Were it not for his demeanor you could easily have passed him in his shorts and floppy hat without giving him a second look. But there was something about him that caught the eye, a stature, an authority, an interest in others. He was kind, the father of our son’s friend, our neighbor. A family man, he took our son on his family's Easter adventures into the Aussie bush land.
I knew him by reputation first, by sight second. Many women told me that he had saved their lives. They traveled from all over Australia to receive care from this Certified Gynaecologic Oncologist. Eventually women around the world would benefit from his tubular device that revolutionized delicate surgery in his field. His motivation for inventing the device was to make invasive surgeries less invasive and to give women an improved chance at recovery with less pain and discomfort.
He held many lofty titles, received many awards, headed many departments and was a Professor of Obstetrics and Gynaecology University of Notre Dame, Australia. He expressed his passion for teaching by spending countless hours training Residents and Registrars.
Dr McCartney was the first trained gynaecologic cancer surgeon in Western Australia.
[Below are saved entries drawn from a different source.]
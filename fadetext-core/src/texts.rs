//! The ordered set of strings a rotator cycles through.

use crate::error::InvalidConfiguration;
use rand::seq::SliceRandom;
use rand::Rng;
use std::collections::{BTreeMap, HashMap};
use std::hash::BuildHasher;

/// Ordered, non-empty sequence of display strings.
#[derive(Debug, Clone, PartialEq, Eq)]
pub struct TextSet {
    texts: Vec<String>,
}

impl TextSet {
    /// Collect `texts` into a set.
    ///
    /// # Errors
    ///
    /// Returns [`InvalidConfiguration::EmptyTexts`] if `texts` yields nothing.
    pub fn new<I, S>(texts: I) -> Result<Self, InvalidConfiguration>
    where
        I: IntoIterator<Item = S>,
        S: Into<String>,
    {
        let texts: Vec<String> = texts.into_iter().map(Into::into).collect();
        if texts.is_empty() {
            return Err(InvalidConfiguration::EmptyTexts);
        }
        Ok(Self { texts })
    }

    #[must_use]
    pub fn len(&self) -> usize {
        self.texts.len()
    }

    /// Always `false`; kept for API symmetry with `len`.
    #[must_use]
    pub fn is_empty(&self) -> bool {
        self.texts.is_empty()
    }

    #[must_use]
    pub fn get(&self, index: usize) -> Option<&str> {
        self.texts.get(index).map(String::as_str)
    }

    #[must_use]
    pub fn as_slice(&self) -> &[String] {
        &self.texts
    }

    pub fn iter(&self) -> std::slice::Iter<'_, String> {
        self.texts.iter()
    }

    /// Position after `position`, wrapping to 0 after the last text.
    #[must_use]
    pub fn next_position(&self, position: usize) -> usize {
        (position + 1) % self.texts.len()
    }

    /// Randomly permute the texts in place.
    pub fn shuffle_with<R: Rng + ?Sized>(&mut self, rng: &mut R) {
        self.texts.shuffle(rng);
    }
}

impl<'a> IntoIterator for &'a TextSet {
    type Item = &'a String;
    type IntoIter = std::slice::Iter<'a, String>;

    fn into_iter(self) -> Self::IntoIter {
        self.texts.iter()
    }
}

/// Resource-style lookup of named string arrays.
///
/// Declarative configuration may refer to texts by id instead of listing them
/// inline; anything that can resolve an id to an ordered list of strings can
/// back that lookup.
pub trait StringArrays {
    /// Get the string array registered under `id`.
    fn string_array(&self, id: &str) -> Option<Vec<String>>;
}

impl StringArrays for BTreeMap<String, Vec<String>> {
    fn string_array(&self, id: &str) -> Option<Vec<String>> {
        self.get(id).cloned()
    }
}

impl<S: BuildHasher> StringArrays for HashMap<String, Vec<String>, S> {
    fn string_array(&self, id: &str) -> Option<Vec<String>> {
        self.get(id).cloned()
    }
}

/// Lookup that never resolves anything, for hosts without resources.
#[derive(Debug, Default, Clone, Copy)]
pub struct NoStringArrays;

impl StringArrays for NoStringArrays {
    fn string_array(&self, _id: &str) -> Option<Vec<String>> {
        None
    }
}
He instigated the introduction of major tumor reductive surgery in the management of advanced ovarian cancer. Believing in the multidisciplinary approach he linked clinics with Radiation and Medical Oncologists. He held weekly collaborative Radiology and Pathology based Tumor Board Meetings regarding the management of women with gynaecologic cancers. He was a medical pioneer who thought ‘outside the box’ by linking the 'boxes'.
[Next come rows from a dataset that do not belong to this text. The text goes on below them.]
// Copyright 2025 Jonas Kruckenberg
//
// Licensed under the Apache License, Version 2.0, <LICENSE-APACHE or
// http://apache.org/licenses/LICENSE-2.0> or the MIT license <LICENSE-MIT or
// http://opensource.org/licenses/MIT>, at your option. This file may not be
// copied, modified, or distributed except according to those terms.

//! Structured task groups.
//!
//! A nursery ties the lifetime of spawned tasks to a scope: [`nursery`]
//! takes a body closure, hands it a [`Nursery`] handle to start children
//! with, and does not resolve until every child has finished. The body's
//! return value picks the join policy: [`JoinMode::Join`] waits for the
//! children, [`JoinMode::Cancel`] cancels whatever is still running.
//!
//! Failure is collective. The first child panic cancels the body and all
//! siblings, and is rethrown once the scope has fully wound down. Cancelling
//! the surrounding task likewise cancels the whole scope; the nursery shields
//! itself so it can wind its children down synchronously before the task is
//! allowed to go away. A nursery that is dropped with children still alive
//! indicates a scope that escaped its task, which breaks every guarantee this
//! module makes, so the process is aborted.

use crate::cancel::ShieldGuard;
use crate::executor::Executor;
use crate::task::{self, Completion, RawTask, TaskRef};
use core::any::Any;
use core::cell::{Cell, RefCell};
use core::future::Future;
use core::panic::{AssertUnwindSafe, Location};
use core::pin::Pin;
use core::task::{Context, Poll, Waker};
use std::rc::Rc;

/// What to do with children still running when the nursery body returns.
#[derive(Copy, Clone, Debug, Eq, PartialEq)]
pub enum JoinMode {
    /// Wait for every child to finish on its own.
    Join,
    /// Cancel the remaining children and wait for them to wind down.
    Cancel,
}

/// Opens a task scope around `body`.
///
/// The returned future resolves once the body has returned *and* every child
/// it started has finished. It must be awaited inside a task.
pub fn nursery<B, Fut>(body: B) -> NurseryFuture<B, Fut>
where
    B: FnOnce(Nursery) -> Fut,
    Fut: Future<Output = JoinMode> + 'static,
{
    NurseryFuture {
        state: State::Unpolled(Some(body)),
    }
}

struct Shared {
    executor: Executor,
    children: RefCell<Vec<TaskRef>>,
    pending: Cell<usize>,
    cancelled: Cell<bool>,
    closed: Cell<bool>,
    failure: RefCell<Option<Box<dyn Any + Send>>>,
    joiner: RefCell<Option<Waker>>,
}

/// Handle for starting children in an open nursery. Clonable; children may
/// hold one and start siblings.
#[derive(Clone)]
pub struct Nursery {
    shared: Rc<Shared>,
}

// === impl Shared ===

impl Shared {
    /// Cancels the scope: the body is dropped at the joiner's next poll and
    /// every live child gets a cancellation delivered in one batch.
    fn cancel(&self) {
        if self.cancelled.replace(true) {
            return;
        }
        tracing::trace!(children = self.pending.get(), "cancelling nursery");
        self.wake_joiner();

        let snapshot: Vec<TaskRef> = self.children.borrow().clone();
        self.executor.capture(|| {
            for child in snapshot {
                child.cancel();
            }
        });
    }

    fn record_failure(&self, payload: Box<dyn Any + Send>) {
        // first failure wins; later ones are already winding down
        let mut failure = self.failure.borrow_mut();
        if failure.is_none() {
            *failure = Some(payload);
        }
    }

    fn child_complete(&self, child: &TaskRef, completion: Completion) {
        self.children
            .borrow_mut()
            .retain(|other| other.id() != child.id());
        self.pending.set(self.pending.get() - 1);

        if completion == Completion::Panicked {
            if let Some(payload) = child.take_panic() {
                self.record_failure(payload);
            }
            self.cancel();
        }

        self.wake_joiner();
    }

    fn wake_joiner(&self) {
        let waker = self.joiner.borrow_mut().take();
        if let Some(waker) = waker {
            waker.wake();
        }
    }
}

// === impl Nursery ===

impl Nursery {
    /// Starts a child task running `future`.
    ///
    /// The child begins executing at the next executor turn. If the nursery
    /// is already winding down, the child is cancelled before its first poll
    /// and only its destructors run.
    ///
    /// # Panics
    ///
    /// Panics if the nursery has already been joined.
    #[track_caller]
    pub fn start<F>(&self, future: F)
    where
        F: Future<Output = ()> + 'static,
    {
        assert!(
            !self.shared.closed.get(),
            "Nursery::start called on a closed nursery",
        );
        let shared = Rc::clone(&self.shared);
        let child = task::spawn(
            &self.shared.executor,
            future,
            Location::caller(),
            Some(Box::new(move |child, completion| {
                shared.child_complete(&child, completion);
            })),
        );
        self.shared.pending.set(self.shared.pending.get() + 1);
        self.shared
            .children
            .borrow_mut()
            .push(Rc::clone(&child) as TaskRef);

        if self.shared.cancelled.get() {
            Rc::clone(&child).cancel();
        }
        (child as TaskRef).schedule();
    }

    /// Starts a child and waits for it to report that it is up.
    ///
    /// `f` receives a [`TaskStarted`] token; calling
    /// [`started`][TaskStarted::started] resolves the returned future with
    /// the reported value while the child keeps running. The child finishing
    /// (or being cancelled) without reporting is a startup failure and panics
    /// the awaiting task.
    #[track_caller]
    pub fn start_with<T, F, Fut>(&self, f: F) -> Starting<T>
    where
        T: 'static,
        F: FnOnce(TaskStarted<T>) -> Fut,
        Fut: Future<Output = ()> + 'static,
    {
        let state = Rc::new(StartState {
            value: RefCell::new(None),
            waker: RefCell::new(None),
            done: Cell::new(false),
        });

        // moved into the child future at construction, so even a child that
        // is dropped before its first poll signals the waiter
        let guard = FinishGuard(Rc::clone(&state));
        let body = f(TaskStarted {
            state: Rc::clone(&state),
        });
        self.start(async move {
            let _guard = guard;
            body.await;
        });

        Starting { state }
    }

    /// Cancels the whole scope, children and body alike.
    pub fn cancel(&self) {
        self.shared.cancel();
    }

    /// Number of children that have not finished yet.
    pub fn active(&self) -> usize {
        self.shared.pending.get()
    }
}

/// Token handed to [`Nursery::start_with`] children for reporting startup.
pub struct TaskStarted<T> {
    state: Rc<StartState<T>>,
}

struct StartState<T> {
    value: RefCell<Option<T>>,
    waker: RefCell<Option<Waker>>,
    done: Cell<bool>,
}

struct FinishGuard<T>(Rc<StartState<T>>);

/// Future returned by [`Nursery::start_with`].
pub struct Starting<T> {
    state: Rc<StartState<T>>,
}

// === impl TaskStarted ===

impl<T> TaskStarted<T> {
    /// Reports that the child is up, resolving the waiter with `value`.
    pub fn started(self, value: T) {
        *self.state.value.borrow_mut() = Some(value);
        wake_start_waiter(&self.state);
    }
}

impl<T> Drop for FinishGuard<T> {
    fn drop(&mut self) {
        self.0.done.set(true);
        wake_start_waiter(&self.0);
    }
}

fn wake_start_waiter<T>(state: &StartState<T>) {
    let waker = state.waker.borrow_mut().take();
    if let Some(waker) = waker {
        waker.wake();
    }
}

impl<T> Future for Starting<T> {
    type Output = T;

    fn poll(self: Pin<&mut Self>, cx: &mut Context<'_>) -> Poll<T> {
        if let Some(value) = self.state.value.borrow_mut().take() {
            return Poll::Ready(value);
        }
        assert!(
            !self.state.done.get(),
            "child task finished without reporting startup",
        );
        *self.state.waker.borrow_mut() = Some(cx.waker().clone());
        Poll::Pending
    }
}

enum State<B, Fut> {
    /// Body closure stashed until the first poll binds us to a task.
    Unpolled(Option<B>),
    Body {
        shared: Rc<Shared>,
        body: Pin<Box<Fut>>,
        _guard: ShieldGuard,
    },
    Joining {
        shared: Rc<Shared>,
        _guard: ShieldGuard,
    },
    Done,
}

/// Future returned by [`nursery`].
#[must_use = "a nursery does nothing until awaited"]
pub struct NurseryFuture<B, Fut> {
    state: State<B, Fut>,
}

// === impl NurseryFuture ===

// all pinned state lives behind `Box::pin`, so the future itself is free
// to move even when the body closure is not
impl<B, Fut> Unpin for NurseryFuture<B, Fut> {}

static_assertions::assert_impl_all!(
    NurseryFuture<core::marker::PhantomPinned, core::future::Pending<JoinMode>>: Unpin
);

impl<B, Fut> Future for NurseryFuture<B, Fut>
where
    B: FnOnce(Nursery) -> Fut,
    Fut: Future<Output = JoinMode> + 'static,
{
    type Output = ();

    fn poll(self: Pin<&mut Self>, cx: &mut Context<'_>) -> Poll<()> {
        let this = self.get_mut();

        if let State::Unpolled(body) = &mut this.state {
            let Some(ctx) = task::current() else {
                panic!("a nursery must be awaited inside a task");
            };
            let Some(body) = body.take() else {
                panic!("NurseryFuture polled after completion");
            };
            let shared = Rc::new(Shared {
                executor: ctx.executor,
                children: RefCell::new(Vec::new()),
                pending: Cell::new(0),
                cancelled: Cell::new(false),
                closed: Cell::new(false),
                failure: RefCell::new(None),
                joiner: RefCell::new(None),
            });
            let handle = Nursery {
                shared: Rc::clone(&shared),
            };
            this.state = State::Body {
                body: Box::pin(body(handle)),
                _guard: ShieldGuard::new(ctx.cancel),
                shared,
            };
        }

        let advance = if let State::Body { shared, body, .. } = &mut this.state {
            // cancelling the surrounding task cancels the scope
            if !shared.cancelled.get()
                && task::current_cancel().is_some_and(|cancel| cancel.is_requested())
            {
                shared.cancel();
            }

            if shared.cancelled.get() {
                // dropping the body is its cancellation
                true
            } else {
                let poll = std::panic::catch_unwind(AssertUnwindSafe(|| body.as_mut().poll(cx)));
                match poll {
                    Ok(Poll::Pending) => {
                        *shared.joiner.borrow_mut() = Some(cx.waker().clone());
                        return Poll::Pending;
                    }
                    Ok(Poll::Ready(mode)) => {
                        tracing::trace!(?mode, children = shared.pending.get(), "body returned");
                        if mode == JoinMode::Cancel {
                            shared.cancel();
                        }
                        true
                    }
                    Err(payload) => {
                        // a panicking body fails the scope like a panicking
                        // child: cancel everyone, rethrow after the join
                        shared.record_failure(payload);
                        shared.cancel();
                        true
                    }
                }
            }
        } else {
            false
        };

        if advance {
            let State::Body { shared, _guard, .. } =
                core::mem::replace(&mut this.state, State::Done)
            else {
                unreachable!()
            };
            this.state = State::Joining { shared, _guard };
        }

        if let State::Joining { shared, .. } = &mut this.state {
            // the shield keeps the task alive through the join, so an
            // external cancellation arrives here as a plain poll and must
            // still be turned into a scope cancellation
            if !shared.cancelled.get()
                && task::current_cancel().is_some_and(|cancel| cancel.is_requested())
            {
                shared.cancel();
            }
            if shared.pending.get() > 0 {
                *shared.joiner.borrow_mut() = Some(cx.waker().clone());
                return Poll::Pending;
            }
            shared.closed.set(true);
            let failure = shared.failure.borrow_mut().take();
            this.state = State::Done;
            if let Some(payload) = failure {
                std::panic::resume_unwind(payload);
            }
            return Poll::Ready(());
        }

        panic!("NurseryFuture polled after completion");
    }
}

impl<B, Fut> Drop for NurseryFuture<B, Fut> {
    fn drop(&mut self) {
        let shared = match &self.state {
            State::Body { shared, .. } | State::Joining { shared, .. } => shared,
            State::Unpolled(_) | State::Done => return,
        };
        if shared.pending.get() > 0 {
            // children would outlive their scope; no safe way to continue
            tracing::error!(
                children = shared.pending.get(),
                "nursery dropped with live children, aborting",
            );
            std::process::abort();
        }
        shared.closed.set(true);
    }
}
From the early 1990’s, Dr McCartney began applying Laparoscopic Surgery to the management of gynaecologic cancer. He published extensively on new techniques. He tirelessly presented both nationally and internationally on the outcomes which include reduced pain and other complications, as well as reduced hospital stay and early return to normal activity when compared to traditional open surgery. The techniques are now widely and increasingly practiced throughout Australia and internationally.
Professor Tony McCartney passed away on the 22nd October 2011. The world was better for his being here, and it is poorer with his passing. May he rest in peace, and may his family find comfort in the gratitude of the many lives he touched and healed.